Charles “Red” Scott exemplified all of those traits, and I am proud to share that he was one of my mentors for many years before passing away at age 85 earlier this month. One of his favorite sayings was, “If you’re green, you’re growing. If you’re ripe, you’re rotten!” Red always wanted to grow and learn. He started from humble beginnings in Texas during the Depression, and later became CEO of multi-billion dollar companies. He was what some people like to call a “self-made man”. Red received recognition over the years for his many achievements, including receiving the Horatio Alger Award for Distinguished Americans in 1984. And yet, he often seemed embarrassed by the attention. His mission in life was to make a positive difference in the lives of others, which he did through his ownership in Vistage Florida, as well as through his many speaking engagements, volunteer roles, and interactions with anyone and everyone who approached him. Red’s “Business Cardinals” are a favorite of Vistage members throughout the world. His legacy will live on for many years to come.
Largely because of Red, I want to make a positive difference in the lives of others. I do not have an expectation that I can influence thousands of people as Red was able to do. I can, however, make a positive difference in the lives of those around me. And that is a great place to start!
So now my question for you as a leader is, “What will be your legacy?” Are you making a positive difference in this world? Do your employees consider you a mentor and someone who leads by example? Or do they point to you as an example of someone they do not want to emulate? Do you proudly remind people of all of your accomplishments? Or do you humbly defer recognition to others who helped you along the way? Think about the legacy you will be leaving – intentionally or unintentionally. How will you remembered after you are gone?
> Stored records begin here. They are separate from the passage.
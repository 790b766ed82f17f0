//! formrpc server
//!
//! Serves the sample user-directory procedures over HTTP.
//!
//! # Architecture Overview
//!
//! ```text
//!     Client Request
//!     ──────────────▶ http server ──▶ content-type chain ──▶ router ──▶ executor
//!                     (layers)        (json | form-data)     (path,     (validate,
//!                                                             kind)      callback)
//!     Client Response                                                      │
//!     ◀────────────── response.rs ◀──────── envelope(s) ◀──────────────────┘
//! ```

use std::path::PathBuf;

use clap::Parser;
use tokio::net::TcpListener;

use formrpc::config::{load_config, RpcConfig};
use formrpc::lifecycle::{signals, Shutdown};
use formrpc::observability::{logging, metrics};
use formrpc::{app, RpcServer};

#[derive(Parser)]
#[command(name = "formrpc-server")]
#[command(about = "Serve the sample formrpc procedures", long_about = None)]
struct Args {
    /// TOML configuration file
    #[arg(short, long)]
    config: Option<PathBuf>,

    /// Override `server.bind_address`
    #[arg(short, long)]
    bind: Option<String>,
}

#[tokio::main]
async fn main() -> Result<(), Box<dyn std::error::Error>> {
    let args = Args::parse();

    let mut config = match &args.config {
        Some(path) => load_config(path)?,
        None => RpcConfig::default(),
    };
    if let Some(bind) = args.bind {
        config.server.bind_address = bind;
    }

    logging::init_logging(&config.observability);
    tracing::info!("formrpc-server v{} starting", env!("CARGO_PKG_VERSION"));

    tracing::info!(
        bind_address = %config.server.bind_address,
        max_body_size = config.server.max_body_size,
        request_timeout_secs = config.server.request_timeout_secs,
        spool_to_disk = config.uploads.spool_to_disk,
        "Configuration loaded"
    );

    if config.observability.metrics_enabled {
        match config.observability.metrics_address.parse() {
            Ok(addr) => metrics::init_metrics(addr),
            Err(_) => tracing::error!(
                metrics_address = %config.observability.metrics_address,
                "Failed to parse metrics address"
            ),
        }
    }

    let listener = TcpListener::bind(&config.server.bind_address).await?;
    tracing::info!(address = %listener.local_addr()?, "Listening for connections");

    let shutdown = Shutdown::new();
    tokio::spawn(signals::trigger_on_signal(shutdown.clone()));

    let server = RpcServer::new(app::router()?, &config);
    server.run(listener, shutdown.subscribe()).await?;

    tracing::info!("Shutdown complete");
    Ok(())
}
Photo by: tanakawho / Nature Photos / CC BY-NC
Great post. It’s very rare to find a corporate leader who views himself/herself as being in the service of others. Yet, that is how one positively motivates people in a corporate structure. In upstate New York, Danny Wegman has embedded a culture of “employees first” in his company which owns supermarkets bearing his name. I can’t say if it’s totally selfless. However, the theory is that if one takes care of the employees, the employees take care of the customers. Anyone who has had the Wegman’s experience knows it’s working.